Niafrang aurait pu rester un petit village anonyme du sud du Sénégal inconnu du reste du monde. D’ailleurs nombre de Sénégalais, hormis quelques fonctionnaires ou militants écologistes, n’en ont jamais entendu parler. Ailleurs dans le monde, là où se négocient à coups de millions de dollars les gros contrats miniers, Niafrang (qui s’orthographie également Niafourang) n’est pas inconnu. Dans ces milieux-là, on placerait facilement ce petit village de la côte casamançaise sur une carte.

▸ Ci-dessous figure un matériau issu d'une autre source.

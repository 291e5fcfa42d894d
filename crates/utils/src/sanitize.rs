/// Make a filename fragment safe for use inside a storage key.
///
/// Apostrophes are dropped, letters/digits/`_`/`-` are kept, and everything else
/// (whitespace, control characters, path separators, URL-reserved punctuation)
/// becomes a single `-`. Leading and trailing dashes are trimmed. Case is preserved.
pub fn safe_string(input: &str) -> String {
    let mut out = String::with_capacity(input.len());

    for c in input.chars() {
        if c == '\'' {
            continue;
        }

        let mapped = if c.is_alphanumeric() || c == '_' || c == '-' {
            c
        } else {
            '-'
        };

        if mapped == '-' && out.ends_with('-') {
            continue;
        }
        out.push(mapped);
    }

    out.trim_matches('-').to_string()
}

#[cfg(test)]
mod tests {
    use super::*;

    #[test]
    fn test_spaces_become_dashes() {
        assert_eq!(safe_string("My Report"), "My-Report");
        assert_eq!(safe_string("  lots   of   space  "), "lots-of-space");
    }

    #[test]
    fn test_separators_and_controls_removed() {
        assert_eq!(safe_string("../etc/passwd"), "etc-passwd");
        assert_eq!(safe_string("a\\b\tc\u{0}d\u{7f}e"), "a-b-c-d-e");
    }

    #[test]
    fn test_reserved_characters() {
        assert_eq!(safe_string("what?#[x]!$&()*+,;=%<>|^~\"{}`"), "what-x");
        assert_eq!(safe_string("it's"), "its");
        assert_eq!(safe_string("v1.2.3"), "v1-2-3");
    }

    #[test]
    fn test_unicode_letters_kept() {
        assert_eq!(safe_string("照片 01"), "照片-01");
        assert_eq!(safe_string("Café_Menu"), "Café_Menu");
    }

    #[test]
    fn test_nothing_safe_left() {
        assert_eq!(safe_string("///"), "");
        assert_eq!(safe_string(""), "");
    }
}
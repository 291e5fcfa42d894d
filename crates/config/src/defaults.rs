/// Default values for configuration fields

pub fn upload_dir() -> String {
    "uploads".to_string()
}

pub fn tcp_nodelay() -> bool {
    true
}

pub fn timeout_secs() -> u64 {
    60
}

pub fn max_body_size() -> usize {
    50
}

pub fn allowed_origins() -> Vec<String> {
    vec!["*".to_string()]
}

pub fn zone() -> super::models::Zone {
    super::models::Zone::Z2
}

pub fn token_ttl_secs() -> u64 {
    3600  // Upload tokens are valid for one hour
}

pub fn extname() -> bool {
    true
}

pub const DEFAULT_CONFIG_TEMPLATE: &str = r#"# ===============================================================================
# Kodo Store Configuration
# ===============================================================================

[server]
host = "0.0.0.0"                     # Bind address
port = 2368                          # Port
upload_dir = "uploads"               # Scratch directory for incoming uploads
tcp_nodelay = true                   # Disable Nagle's algorithm
timeout_secs = 60                    # Request timeout in seconds
max_body_size_mb = 50                # Max upload size in MB
allowed_origins = ["*"]              # CORS origins

# ===============================================================================
# QINIU KODO
# ===============================================================================
# Credentials can also come from QINIU_ACCESS_KEY / QINIU_SECRET_KEY,
# the bucket from QINIU_BUCKET and the origin from QINIU_ORIGIN.
[storage]
access_key = ""
secret_key = ""
bucket = ""
origin = ""                          # Public URL prefix, e.g. https://cdn.example.com
zone = "z2"                          # z0 | z1 | z2 | na0 | as0
upload_url = ""                      # Custom upload host (overrides zone)
token_ttl_secs = 3600                # Upload token lifetime

# Key naming. Leave this table out to let Kodo assign keys.
#[storage.file_key]
#prefix = "YYYY/MM/"                 # Date template (YYYY, MM, DD, HH, mm, ss, ...), leading "/" dropped
#suffix = ""                         # Appended before the extension
#extname = true                      # Keep the (lowercased) extension
#hash_as_basename = false            # Use the SHA-1 of the content as the name
#safe_string = true                  # Sanitize the original name (ignored when hashing)
"#;
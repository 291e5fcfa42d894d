use super::models::AppState;
use kodo_events::EventBus;
use kodo_storage::StorageAdapter;
use std::path::PathBuf;
use std::sync::Arc;

impl AppState {
    pub fn new(store: Arc<dyn StorageAdapter>, upload_dir: PathBuf, events: Arc<EventBus>) -> Self {
        Self {
            store,
            upload_dir: Arc::new(upload_dir),
            events,
        }
    }
}
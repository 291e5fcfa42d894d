pub mod config;
pub mod logging;
pub mod router;
pub mod server;
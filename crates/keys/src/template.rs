//! Date templates for key prefixes, written with moment-style tokens (`YYYY/MM/DD`).
//!
//! Unknown characters are copied as-is and `[...]` escapes literal text, so any
//! string is a valid template. Single lowercase letters are never tokens, which
//! keeps plain words such as `archive` intact; use the doubled forms (`hh`, `mm`, `ss`).

use chrono::{DateTime, Datelike, TimeZone, Timelike};
use std::fmt::{Display, Write};

// Longer tokens must come before their prefixes.
const TOKENS: &[&str] = &[
    "YYYY", "YY", "Q", "MMMM", "MMM", "MM", "M", "DDDD", "DDD", "DD", "D", "dddd", "ddd", "HH",
    "H", "hh", "mm", "ss", "SSS", "SS", "A", "X", "ZZ", "Z",
];

pub fn render<Tz>(template: &str, now: &DateTime<Tz>) -> String
where
    Tz: TimeZone,
    Tz::Offset: Display,
{
    let mut out = String::with_capacity(template.len() + 8);
    let mut rest = template;

    while let Some(c) = rest.chars().next() {
        if c == '[' {
            if let Some(end) = rest.find(']') {
                out.push_str(&rest[1..end]);
                rest = &rest[end + 1..];
                continue;
            }
        }

        if let Some(token) = TOKENS.iter().find(|t| rest.starts_with(**t)) {
            write_token(&mut out, token, now);
            rest = &rest[token.len()..];
            continue;
        }

        out.push(c);
        rest = &rest[c.len_utf8()..];
    }

    out
}

fn write_token<Tz>(out: &mut String, token: &str, now: &DateTime<Tz>)
where
    Tz: TimeZone,
    Tz::Offset: Display,
{
    let (is_pm, hour12) = now.hour12();
    let millis = now.nanosecond() / 1_000_000 % 1000;

    // Writing into a String cannot fail.
    let _ = match token {
        "YYYY" => write!(out, "{:04}", now.year()),
        "YY" => write!(out, "{:02}", now.year().rem_euclid(100)),
        "Q" => write!(out, "{}", now.month0() / 3 + 1),
        "MMMM" => write!(out, "{}", now.format("%B")),
        "MMM" => write!(out, "{}", now.format("%b")),
        "MM" => write!(out, "{:02}", now.month()),
        "M" => write!(out, "{}", now.month()),
        "DDDD" => write!(out, "{:03}", now.ordinal()),
        "DDD" => write!(out, "{}", now.ordinal()),
        "DD" => write!(out, "{:02}", now.day()),
        "D" => write!(out, "{}", now.day()),
        "dddd" => write!(out, "{}", now.format("%A")),
        "ddd" => write!(out, "{}", now.format("%a")),
        "HH" => write!(out, "{:02}", now.hour()),
        "H" => write!(out, "{}", now.hour()),
        "hh" => write!(out, "{:02}", hour12),
        "mm" => write!(out, "{:02}", now.minute()),
        "ss" => write!(out, "{:02}", now.second()),
        "SSS" => write!(out, "{:03}", millis),
        "SS" => write!(out, "{:02}", millis / 10),
        "A" => out.write_str(if is_pm { "PM" } else { "AM" }),
        "X" => write!(out, "{}", now.timestamp()),
        "ZZ" => write!(out, "{}", now.format("%z")),
        "Z" => write!(out, "{}", now.format("%:z")),
        other => out.write_str(other),
    };
}

#[cfg(test)]
mod tests {
    use super::*;
    use chrono::{FixedOffset, Utc};

    fn sample() -> DateTime<Utc> {
        Utc.with_ymd_and_hms(2024, 3, 7, 14, 5, 9).unwrap()
    }

    #[test]
    fn test_date_path() {
        assert_eq!(render("YYYY/MM/DD", &sample()), "2024/03/07");
        assert_eq!(render("/YYYY/M/D/", &sample()), "/2024/3/7/");
        assert_eq!(render("YY-Q", &sample()), "24-1");
    }

    #[test]
    fn test_time_tokens() {
        assert_eq!(render("HH:mm:ss", &sample()), "14:05:09");
        assert_eq!(render("hh A", &sample()), "02 PM");
        assert_eq!(render("H:mm", &sample()), "14:05");
        assert_eq!(render("X", &sample()), sample().timestamp().to_string());
        assert_eq!(render("ss.SSS", &sample()), "09.000");
    }

    #[test]
    fn test_names_and_ordinals() {
        assert_eq!(render("MMM MMMM", &sample()), "Mar March");
        assert_eq!(render("ddd dddd", &sample()), "Thu Thursday");
        assert_eq!(render("DDDD", &sample()), "067");
    }

    #[test]
    fn test_escapes_and_literals() {
        assert_eq!(render("[uploads]/YYYY", &sample()), "uploads/2024");
        assert_eq!(render("[YYYY", &sample()), "[2024");
        assert_eq!(render("up_", &sample()), "up_");
        assert_eq!(render("archive", &sample()), "archive");
        assert_eq!(render("iMg", &sample()), "i3g");
        assert_eq!(render("图片/YYYY", &sample()), "图片/2024");
        assert_eq!(render("", &sample()), "");
    }

    #[test]
    fn test_offset_tokens() {
        let offset = FixedOffset::east_opt(8 * 3600).unwrap();
        let now = offset.with_ymd_and_hms(2024, 1, 1, 0, 0, 0).unwrap();
        assert_eq!(render("Z", &now), "+08:00");
        assert_eq!(render("ZZ", &now), "+0800");
    }
}
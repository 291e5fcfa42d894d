use crate::adapter::StorageAdapter;
use crate::backend::{decode_key, ObjectStoreClient};
use crate::kodo::KodoClient;
use crate::StorageError;
use kodo_config::StorageSettings;
use kodo_keys::{resolve_key, NamingPolicy, UploadedFile};
use std::sync::Arc;

const LOG_PREFIX: &str = "[KodoStore]";

/// Storage adapter backed by a Kodo bucket.
///
/// Files are served straight from `origin`; the adapter never proxies bytes.
pub struct KodoStore {
    client: Arc<dyn ObjectStoreClient>,
    origin: String,
    policy: Option<NamingPolicy>,
}

impl KodoStore {
    pub fn new(client: Arc<dyn ObjectStoreClient>, origin: impl Into<String>) -> Self {
        let origin: String = origin.into();
        Self {
            client,
            origin: origin.trim_end_matches('/').to_string(),
            policy: None,
        }
    }

    pub fn with_policy(mut self, policy: Option<NamingPolicy>) -> Self {
        self.policy = policy;
        self
    }

    pub fn from_settings(settings: &StorageSettings) -> Result<Self, StorageError> {
        let client = KodoClient::from_settings(settings)?;
        let policy = settings.file_key.as_ref().map(NamingPolicy::from);

        Ok(Self::new(Arc::new(client), settings.origin.clone()).with_policy(policy))
    }
}

#[async_trait::async_trait]
impl StorageAdapter for KodoStore {
    async fn save(&self, file: &UploadedFile) -> Result<String, StorageError> {
        let key = resolve_key(file, self.policy.as_ref()).await.map_err(|e| {
            tracing::error!("{} save: {}", LOG_PREFIX, e);
            StorageError::from(e)
        })?;

        tracing::info!(
            "{} Uploading {} as {}",
            LOG_PREFIX,
            file.name,
            key.as_deref().unwrap_or("<assigned by store>")
        );

        let response = self
            .client
            .put_file(key.as_deref(), &file.path)
            .await
            .map_err(|e| {
                tracing::error!("{} save: {}", LOG_PREFIX, e);
                e
            })?;

        let url = format!("{}/{}", self.origin, response.key);
        tracing::info!("{} Upload complete: {}", LOG_PREFIX, url);

        Ok(url)
    }

    // Always false: existence is never checked remotely, so the host never
    // renames an upload to avoid a clash.
    // TODO: when a naming policy is set, stat the resolved key instead.
    async fn exists(&self, filename: &str, target_dir: Option<&str>) -> Result<bool, StorageError> {
        tracing::debug!(
            "{} exists: {} in {:?} (not checked)",
            LOG_PREFIX,
            filename,
            target_dir
        );
        Ok(false)
    }

    async fn delete(&self, filename: &str, _target_dir: Option<&str>) -> Result<bool, StorageError> {
        tracing::debug!("{} delete: {} (objects are kept)", LOG_PREFIX, filename);
        Ok(true)
    }

    async fn read(&self, path: &str) -> Result<String, StorageError> {
        let key = key_from_path(path);
        if key.is_empty() {
            return Err(StorageError::ReadError(path.to_string()));
        }

        Ok(self.client.public_download_url(&self.origin, &key))
    }
}

/// Object key from a stored file's URL or URL path
fn key_from_path(path: &str) -> String {
    let pathname = match reqwest::Url::parse(path) {
        Ok(url) => url.path().to_string(),
        Err(_) => path.split(['?', '#']).next().unwrap_or_default().to_string(),
    };

    let key = pathname.strip_prefix('/').unwrap_or(&pathname);
    decode_key(key)
}
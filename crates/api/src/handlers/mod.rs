mod models;
mod state;
mod uploads;
mod read;
mod serve;

pub use models::AppState;
pub use uploads::{delete_file, file_exists, upload_file};
pub use read::read_file;
pub use serve::serve;

use axum::{
    middleware,
    routing::{get, post},
    Router,
};

/// Adapter routes; transport layers (limits, CORS, timeouts) are added by the binary
pub fn routes(state: AppState) -> Router {
    Router::new()
        .route("/uploads", post(upload_file).delete(delete_file))
        .route("/uploads/exists", get(file_exists))
        .route("/read", get(read_file))
        .layer(middleware::from_fn(serve))
        .with_state(state)
}
use kodo_events::{AppEvent, EventBus};
use kodo_config::Config;
use kodo_filesystem::FileSystem;
use anyhow::Result;
use std::path::PathBuf;
use std::sync::Arc;

pub async fn initialize_upload_dir(config: &Config, events: &Arc<EventBus>) -> Result<PathBuf> {
    let path = FileSystem::ensure_upload_dir(&config.server.upload_dir).await?;

    events.emit(AppEvent::UploadDirReady {
        path: path.display().to_string(),
    });

    Ok(path)
}
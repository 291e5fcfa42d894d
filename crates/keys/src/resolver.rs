use crate::errors::KeyError;
use crate::models::UploadedFile;
use crate::policy::{BasenameMode, NamingPolicy};
use crate::template;
use chrono::{DateTime, Local, TimeZone};
use kodo_utils::{compute_sha1, safe_string};
use std::fmt::Display;

/// Derive the object key for `file` under `policy`, using the current local time
/// for the prefix template.
///
/// Returns `Ok(None)` when no policy is configured; the object store then picks
/// the key itself.
pub async fn resolve_key(
    file: &UploadedFile,
    policy: Option<&NamingPolicy>,
) -> Result<Option<String>, KeyError> {
    resolve_key_at(file, policy, &Local::now()).await
}

/// [`resolve_key`] with an explicit timestamp for the prefix template.
pub async fn resolve_key_at<Tz>(
    file: &UploadedFile,
    policy: Option<&NamingPolicy>,
    now: &DateTime<Tz>,
) -> Result<Option<String>, KeyError>
where
    Tz: TimeZone,
    Tz::Offset: Display,
{
    let Some(policy) = policy else {
        return Ok(None);
    };

    let (basename, ext) = split_name(&file.name);

    let prefix = match &policy.prefix {
        Some(value) => {
            let rendered = template::render(&value.evaluate(), now);
            match rendered.strip_prefix('/') {
                Some(stripped) => stripped.to_string(),
                None => rendered,
            }
        }
        None => String::new(),
    };

    let suffix = policy
        .suffix
        .as_ref()
        .map(|value| value.evaluate())
        .unwrap_or_default();

    let extension = if policy.extname {
        ext.to_lowercase()
    } else {
        String::new()
    };

    let compose = |name: &str| format!("{}{}{}{}", prefix, name, suffix, extension);

    let key = match policy.mode {
        BasenameMode::ContentHashed => {
            let hash = compute_sha1(&file.path)
                .await
                .map_err(|source| KeyError::Fingerprint {
                    path: file.path.clone(),
                    source,
                })?;
            compose(&hash)
        }
        BasenameMode::Sanitized => compose(&safe_string(basename)),
        BasenameMode::Verbatim => compose(basename),
    };

    Ok(Some(key))
}

/// Split a file name into `(basename, extension)`.
///
/// Only the last `/`-separated component is considered. The extension keeps its
/// leading dot and is empty when there is no dot, or when the only dot starts
/// the name (`.env`).
pub fn split_name(name: &str) -> (&str, &str) {
    let trimmed = name.trim_end_matches('/');
    let file_name = match trimmed.rfind('/') {
        Some(idx) => &trimmed[idx + 1..],
        None => trimmed,
    };

    match file_name.rfind('.') {
        Some(idx) if idx > 0 && file_name != ".." => file_name.split_at(idx),
        _ => (file_name, ""),
    }
}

Depuis 2004 [l’entreprise australienne d’extraction minière] Carnegie Minerals et aujourd’hui l’entreprise sino-australienne Astron Ltd. [et sa filiale] Senegal Mineral Resources Ltd. s’intéressent à Niafrang et en parlent. Ils ne sont pas les seuls. D’autres personnes s’intéressent à ce petit village. Ce sont des touristes habitués à y passer leurs vacances, qui aident dans la mobilisation des mouvements écologistes à l’étranger et apportent leur soutien aux communautés locales, opposées au projet d’exploitation minière.
L’objet de cet intérêt pour Niafrang : son sable. Du sable qui, contient un minerai très convoité par les uns… le zircon. Pour les autres, ce même sable forme une dune qui fait partie d’un écosystème paradisiaque, à “sauvegarder” à tout prix.
L’histoire commence en novembre 2004. Munis d’un permis d’exploration (délivré pour la première fois à Carnegie Minerals par le gouvernement sénégalais, puis renouvelé plusieurs fois jusqu’en novembre 2011), selon des documents d’Astron, les responsables de ces sociétés parcourent le monde pour parler du “projet Niafrang” et de ses belles promesses : zircon, titane et plus.
Le zircon est utilisé dans des secteurs aussi différents que la joaillerie et l’industrie nucléaire. Il constitue, selon les spécialistes, un produit de substitution du diamant. Il peut aussi aider à la construction de “sarcophages” [enceintes de confinement] pour les déchets nucléaires. A moins d’une demi-douzaine de kilomètres de Niafrang, dans la Gambie voisine, Carnegie et Astron ont découvert également un autre filon de zircon, dont la production est vendue à la Chine et qui a déjà rapporté des millions de dollars.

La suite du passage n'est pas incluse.